Governor Jerry Brown

Governor Jerry Brown of California on December 23rd issued a number of pardons and sentence reductions. His decisions yesterday brought happy news to 151 individuals. The Governor granted 132 requests for pardons. He also commuted 19 prison sentences.

Pardons And Commutations

To qualify for a pardon in California, a prisoner in the California penal system must have completely served a sentence. The ex-convict must then supply evidence of having undergone rehabilitation sufficient to persuade a sitting Governor to grant a pardon. The issuance of a pardon by a Governor of California won't void a conviction, although it does become a matter of public record. California provides notice of the granting of a pardon.

Sentence reductions by contrast simply limit the amount of time a currently incarcerated prisoner must serve before release. The grant of a commutation in some situations may enable a prisoner sentenced to serve a prison sentence without any possibility of parole to seek a parole hearing. One of the recipients of the sentence commutations issued by Governor Brown yesterday, Candace Lee Fox, will now enjoy an opportunity to seek parole.

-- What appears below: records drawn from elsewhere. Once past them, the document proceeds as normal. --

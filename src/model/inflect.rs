//! Word helpers used to turn DSL names into collection names, identifiers and slugs.
//!
//! Only the last hyphen-separated word of a name is inflected, so `line-item`
//! pluralizes to `line-items` and `order-addresses` singularizes to
//! `order-address`.

use once_cell::sync::Lazy;
use regex::Regex;

static NON_WORD_RUN: Lazy<Regex> =
    Lazy::new(|| Regex::new(r"[^A-Za-z0-9_]+").expect("non-word regex should be valid"));

/// Singular → plural pairs that do not follow the suffix rules.
const IRREGULAR: &[(&str, &str)] = &[
    ("person", "people"),
    ("man", "men"),
    ("woman", "women"),
    ("child", "children"),
    ("tooth", "teeth"),
    ("foot", "feet"),
    ("mouse", "mice"),
    ("goose", "geese"),
    ("ox", "oxen"),
    ("leaf", "leaves"),
    ("knife", "knives"),
    ("life", "lives"),
    ("wife", "wives"),
];

/// Words with identical singular and plural forms.
const UNCOUNTABLE: &[&str] = &[
    "data",
    "equipment",
    "feedback",
    "fish",
    "information",
    "metadata",
    "news",
    "series",
    "sheep",
    "species",
];

/// Normalize a raw DSL name: runs of characters outside `[A-Za-z0-9_]`
/// collapse into a single hyphen, leading/trailing hyphens are trimmed and
/// the result is lowercased.
///
/// `" Line Item "` → `"line-item"`
pub fn normalize(raw: &str) -> String {
    NON_WORD_RUN
        .replace_all(raw, "-")
        .trim_matches('-')
        .to_lowercase()
}

/// URL-friendly slug, same rules as [`normalize`].
pub fn slugify(raw: &str) -> String {
    normalize(raw)
}

/// Plural form of a (normalized) name.
pub fn pluralize(name: &str) -> String {
    let (head, word) = split_last_word(name);
    format!("{head}{}", pluralize_word(word))
}

/// Singular form of a (normalized) name.
pub fn singularize(name: &str) -> String {
    let (head, word) = split_last_word(name);
    format!("{head}{}", singularize_word(word))
}

/// `line-item` → `LineItem`
pub fn to_pascal_case(s: &str) -> String {
    s.split(|c: char| c == '-' || c == '_' || c.is_whitespace())
        .map(|w| {
            let mut chars = w.chars();
            match chars.next() {
                Some(first) => first.to_uppercase().collect::<String>() + chars.as_str(),
                None => String::new(),
            }
        })
        .collect()
}

/// `line-item` → `lineItem`
pub fn to_camel_case(s: &str) -> String {
    let pascal = to_pascal_case(s);
    let mut chars = pascal.chars();
    match chars.next() {
        Some(first) => first.to_lowercase().collect::<String>() + chars.as_str(),
        None => String::new(),
    }
}

fn split_last_word(name: &str) -> (&str, &str) {
    match name.rfind('-') {
        Some(idx) => (&name[..=idx], &name[idx + 1..]),
        None => ("", name),
    }
}

fn pluralize_word(word: &str) -> String {
    if word.is_empty() || UNCOUNTABLE.contains(&word) {
        return word.to_string();
    }
    if let Some((_, plural)) = IRREGULAR.iter().find(|(singular, _)| *singular == word) {
        return (*plural).to_string();
    }
    if IRREGULAR.iter().any(|(_, plural)| *plural == word) {
        return word.to_string();
    }
    if let Some(stem) = word.strip_suffix('y') {
        if !stem.is_empty() && !stem.ends_with(&['a', 'e', 'i', 'o', 'u'][..]) {
            return format!("{stem}ies");
        }
        return format!("{word}s");
    }
    if let Some(stem) = word.strip_suffix("is") {
        return format!("{stem}es");
    }
    if word.ends_with('s')
        || word.ends_with('x')
        || word.ends_with('z')
        || word.ends_with("ch")
        || word.ends_with("sh")
    {
        return format!("{word}es");
    }
    format!("{word}s")
}

fn singularize_word(word: &str) -> String {
    if word.is_empty() || UNCOUNTABLE.contains(&word) {
        return word.to_string();
    }
    if let Some((singular, _)) = IRREGULAR.iter().find(|(_, plural)| *plural == word) {
        return (*singular).to_string();
    }
    if IRREGULAR.iter().any(|(singular, _)| *singular == word) {
        return word.to_string();
    }
    if let Some(stem) = word.strip_suffix("ies") {
        if stem.len() > 1 {
            return format!("{stem}y");
        }
    }
    if let Some(stem) = word.strip_suffix("yses") {
        return format!("{stem}ysis");
    }
    if let Some(stem) = word.strip_suffix("uses") {
        if !stem.ends_with(&['a', 'e', 'i', 'o', 'u'][..]) {
            return format!("{stem}us");
        }
    }
    for suffix in ["sses", "xes", "zes", "ches", "shes"] {
        if word.ends_with(suffix) {
            return word[..word.len() - 2].to_string();
        }
    }
    if word.ends_with("ss") || word.ends_with("us") || word.ends_with("is") {
        return word.to_string();
    }
    match word.strip_suffix('s') {
        Some(stem) if !stem.is_empty() => stem.to_string(),
        _ => word.to_string(),
    }
}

The Power to Overrule Courts

In the past, California's governors have varied widely in their willingness to exercise authority to grant pardons and commutations. Governors often exercise this power sparingly. Governor Pete Wilson declined to issue any pardons. However, Governor Jerry Brown's father, Governor Edmund G. "Pat" Brown, issued a total of 467 pardons and 55 commutations during his two terms in office between 1959 and 1967.

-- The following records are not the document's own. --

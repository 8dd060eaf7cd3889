use async_trait::async_trait;

use super::entities::User;
use super::errors::UserError;
use super::value_objects::SubjectId;

/// Repository trait for profile persistence operations
#[async_trait]
pub trait UserRepository: Send + Sync {
  /// Inserts a new profile. Fails with `SubjectAlreadyExists` on a duplicate subject id.
  async fn create(&self, user: User) -> Result<User, UserError>;

  /// Finds a profile by identity-provider subject id
  async fn find_by_subject_id(&self, subject_id: &SubjectId) -> Result<Option<User>, UserError>;

  /// Persists every mutable field of an existing profile
  async fn update(&self, user: User) -> Result<User, UserError>;
}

Now the longest-serving governor in the state's history, Governor Jerry Brown has used the power of his office to pardon and commute some sentences. As of December 23rd, he has issued a total of 1,463 pardons. He usually announces pardons just before the Christmas holiday.

A Broad Spectrum

The beneficiaries of Governor Brown's recent sentence commutations include people convicted of a wide variety of offenses, including attempted murder, first degree murder and kidnapping. The commutations cited evidence of reform in prison. Several prisoners who received commutations had worked to train service dogs, and a number had earned academic degrees while incarcerated. Some had worked in programs to help assist other prisoners.

The Governor chose to pardon 60 people with drug offenses. Many pardon recipients had committed property crimes, however. Their convictions ranged from grand theft to arson and receipt of stolen property.